### Exercise aim
Retype the whole listing below, character for character.

### Data records

use league_dash::matches::{RawMatch, enrich_matches};
use league_dash::stats::{
    FormResult, Leader, compare_teams, describe, form_string, head_to_head, outcome_counts,
    points_vs_expected, summarize, team_form,
};
use league_dash::teams::{RawTeam, TeamColumn, normalize_teams};

fn team(id: i64, name: &str, rank: i64, points: i64, goals_against: i64, xpts: f64) -> RawTeam {
    RawTeam {
        team_id: id,
        team_name: name.to_string(),
        market_value: 100.0 * id as f64,
        rank,
        team: name.to_string(),
        matches: 3,
        wins: 1,
        draws: 1,
        losses: 1,
        goals_for: 4,
        goals_against,
        points,
        xg: 3.0,
        xga: 3.0,
        xpts,
    }
}

fn played(id: i64, day: i64, home: i64, away: i64, hs: i64, aws: i64) -> RawMatch {
    RawMatch {
        match_id: id,
        matchday: day,
        home_team_id: home,
        away_team_id: away,
        home_score: Some(hs),
        away_score: Some(aws),
        played: true,
    }
}

fn fixture() -> Vec<RawTeam> {
    vec![
        team(1, "Arsenal", 1, 7, 2, 5.5),
        team(2, "Chelsea", 2, 4, 5, 4.5),
        team(3, "Everton", 3, 4, 6, 3.0),
    ]
}

#[test]
fn summary_reports_max_min_and_mean() {
    let teams = normalize_teams(&fixture());
    let pts = summarize(&teams, TeamColumn::Points).expect("non-empty");
    assert_eq!(pts.max, 7.0);
    assert_eq!(pts.max_team, "Arsenal");
    assert_eq!(pts.min, 4.0);
    assert_eq!(pts.min_team, "Chelsea");
    assert_eq!(pts.mean, 5.0);
    assert_eq!(describe(&teams).len(), 7);
    assert!(summarize(&teams, TeamColumn::TeamName).is_none());
}

#[test]
fn outcome_distribution_counts_unplayed() {
    let teams = normalize_teams(&fixture());
    let mut raw = vec![
        played(1, 1, 1, 2, 2, 0),
        played(2, 1, 3, 1, 1, 1),
        played(3, 2, 2, 3, 0, 3),
    ];
    raw.push(RawMatch {
        match_id: 4,
        matchday: 3,
        home_team_id: 1,
        away_team_id: 3,
        home_score: None,
        away_score: None,
        played: false,
    });
    let matches = enrich_matches(&raw, &teams);
    let counts = outcome_counts(&matches);
    assert_eq!((counts.home, counts.draw, counts.away), (1, 1, 1));
    assert_eq!(counts.unplayed, 1);
    assert_eq!(counts.played(), 3);
}

#[test]
fn form_is_oldest_first_and_limited() {
    let teams = normalize_teams(&fixture());
    let raw = vec![
        played(3, 3, 1, 3, 0, 1),
        played(1, 1, 1, 2, 2, 0),
        played(2, 2, 3, 1, 1, 1),
    ];
    let matches = enrich_matches(&raw, &teams);
    let form = team_form(&matches, "Arsenal", 5);
    assert_eq!(form, vec![FormResult::Win, FormResult::Draw, FormResult::Loss]);
    assert_eq!(form_string(&team_form(&matches, "Arsenal", 2)), "DL");
    assert!(team_form(&matches, "Nobody", 5).is_empty());
}

#[test]
fn comparison_prefers_lower_rank_and_more_points() {
    let teams = normalize_teams(&fixture());
    let cmp = compare_teams(&teams, "Arsenal", "Chelsea").expect("both known");
    let leader = |column: TeamColumn| {
        cmp.rows
            .iter()
            .find(|r| r.column == column)
            .map(|r| r.leader)
    };
    assert_eq!(leader(TeamColumn::Rank), Some(Leader::A));
    assert_eq!(leader(TeamColumn::Points), Some(Leader::A));
    assert_eq!(leader(TeamColumn::GoalsAgainst), Some(Leader::A));
    assert_eq!(leader(TeamColumn::Wins), Some(Leader::Level));
    assert_eq!(leader(TeamColumn::TeamName), None);
    assert!(compare_teams(&teams, "Arsenal", "Nobody").is_none());
}

#[test]
fn head_to_head_covers_both_venues() {
    let teams = normalize_teams(&fixture());
    let raw = vec![
        played(1, 1, 1, 2, 2, 0),
        played(2, 2, 2, 1, 1, 1),
        played(3, 3, 1, 3, 0, 1),
    ];
    let matches = enrich_matches(&raw, &teams);
    let ids: Vec<i64> = head_to_head(&matches, "Arsenal", "Chelsea")
        .iter()
        .map(|m| m.match_id)
        .collect();
    assert_eq!(ids, vec![1, 2]);
}

#[test]
fn points_minus_expected_follows_table_order() {
    let teams = normalize_teams(&fixture());
    let diffs = points_vs_expected(&teams);
    assert_eq!(diffs[0], ("Arsenal".to_string(), 1.5));
    assert_eq!(diffs[2], ("Everton".to_string(), 1.0));
}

### Response
use league_dash::matches::{RawMatch, enrich_matches};
use league_dash::stats::{
    FormResult, Leader, compare_teams, describe, form_string, head_to_head, outcome_counts,
    points_vs_expected, summarize, team_form,
};
use league_dash::teams::{RawTeam, TeamColumn, normalize_teams};

fn team(id: i64, name: &str, rank: i64, points: i64, goals_against: i64, xpts: f64) -> RawTeam {
    RawTeam {
        team_id: id,
        team_name: name.to_string(),
        market_value: 100.0 * id as f64,
        rank,
        team: name.to_string(),
        matches: 3,
        wins: 1,
        draws: 1,
        losses: 1,
        goals_for: 4,
        goals_against,
        points,
        xg: 3.0,
        xga: 3.0,
        xpts,
    }
}

fn played(id: i64, day: i64, home: i64, away: i64, hs: i64, aws: i64) -> RawMatch {
    RawMatch {
        match_id: id,
        matchday: day,
        home_team_id: home,
        away_team_id: away,
        home_score: Some(hs),
        away_score: Some(aws),
        played: true,
    }
}

fn fixture() -> Vec<RawTeam> {
    vec![
        team(1, "Arsenal", 1, 7, 2, 5.5),
        team(2, "Chelsea", 2, 4, 5, 4.5),
        team(3, "Everton", 3, 4, 6, 3.0),
    ]
}

#[test]
fn summary_reports_max_min_and_mean() {
    let teams = normalize_teams(&fixture());
    let pts = summarize(&teams, TeamColumn::Points).expect("non-empty");
    assert_eq!(pts.max, 7.0);
    assert_eq!(pts.max_team, "Arsenal");
    assert_eq!(pts.min, 4.0);
    assert_eq!(pts.min_team, "Chelsea");
    assert_eq!(pts.mean, 5.0);
    assert_eq!(describe(&teams).len(), 7);
    assert!(summarize(&teams, TeamColumn::TeamName).is_none());
}

#[test]
fn outcome_distribution_counts_unplayed() {
    let teams = normalize_teams(&fixture());
    let mut raw = vec![
        played(1, 1, 1, 2, 2, 0),
        played(2, 1, 3, 1, 1, 1),
        played(3, 2, 2, 3, 0, 3),
    ];
    raw.push(RawMatch {
        match_id: 4,
        matchday: 3,
        home_team_id: 1,
        away_team_id: 3,
        home_score: None,
        away_score: None,
        played: false,
    });
    let matches = enrich_matches(&raw, &teams);
    let counts = outcome_counts(&matches);
    assert_eq!((counts.home, counts.draw, counts.away), (1, 1, 1));
    assert_eq!(counts.unplayed, 1);
    assert_eq!(counts.played(), 3);
}

#[test]
fn form_is_oldest_first_and_limited() {
    let teams = normalize_teams(&fixture());
    let raw = vec![
        played(3, 3, 1, 3, 0, 1),
        played(1, 1, 1, 2, 2, 0),
        played(2, 2, 3, 1, 1, 1),
    ];
    let matches = enrich_matches(&raw, &teams);
    let form = team_form(&matches, "Arsenal", 5);
    assert_eq!(form, vec![FormResult::Win, FormResult::Draw, FormResult::Loss]);
    assert_eq!(form_string(&team_form(&matches, "Arsenal", 2)), "DL");
    assert!(team_form(&matches, "Nobody", 5).is_empty());
}

#[test]
fn comparison_prefers_lower_rank_and_more_points() {
    let teams = normalize_teams(&fixture());
    let cmp = compare_teams(&teams, "Arsenal", "Chelsea").expect("both known");
    let leader = |column: TeamColumn| {
        cmp.rows
            .iter()
            .find(|r| r.column == column)
            .map(|r| r.leader)
    };
    assert_eq!(leader(TeamColumn::Rank), Some(Leader::A));
    assert_eq!(leader(TeamColumn::Points), Some(Leader::A));
    assert_eq!(leader(TeamColumn::GoalsAgainst), Some(Leader::A));
    assert_eq!(leader(TeamColumn::Wins), Some(Leader::Level));
    assert_eq!(leader(TeamColumn::TeamName), None);
    assert!(compare_teams(&teams, "Arsenal", "Nobody").is_none());
}

#[test]
fn head_to_head_covers_both_venues() {
    let teams = normalize_teams(&fixture());
    let raw = vec![
        played(1, 1, 1, 2, 2, 0),
        played(2, 2, 2, 1, 1, 1),
        played(3, 3, 1, 3, 0, 1),
    ];
    let matches = enrich_matches(&raw, &teams);
    let ids: Vec<i64> = head_to_head(&matches, "Arsenal", "Chelsea")
        .iter()
        .map(|m| m.match_id)
        .collect();
    assert_eq!(ids, vec![1, 2]);
}

#[test]
fn points_minus_expected_follows_table_order() {
    let teams = normalize_teams(&fixture());
    let diffs = points_vs_expected(&teams);
    assert_eq!(diffs[0], ("Arsenal".to_string(), 1.5));
    assert_eq!(diffs[2], ("Everton".to_string(), 1.0));
}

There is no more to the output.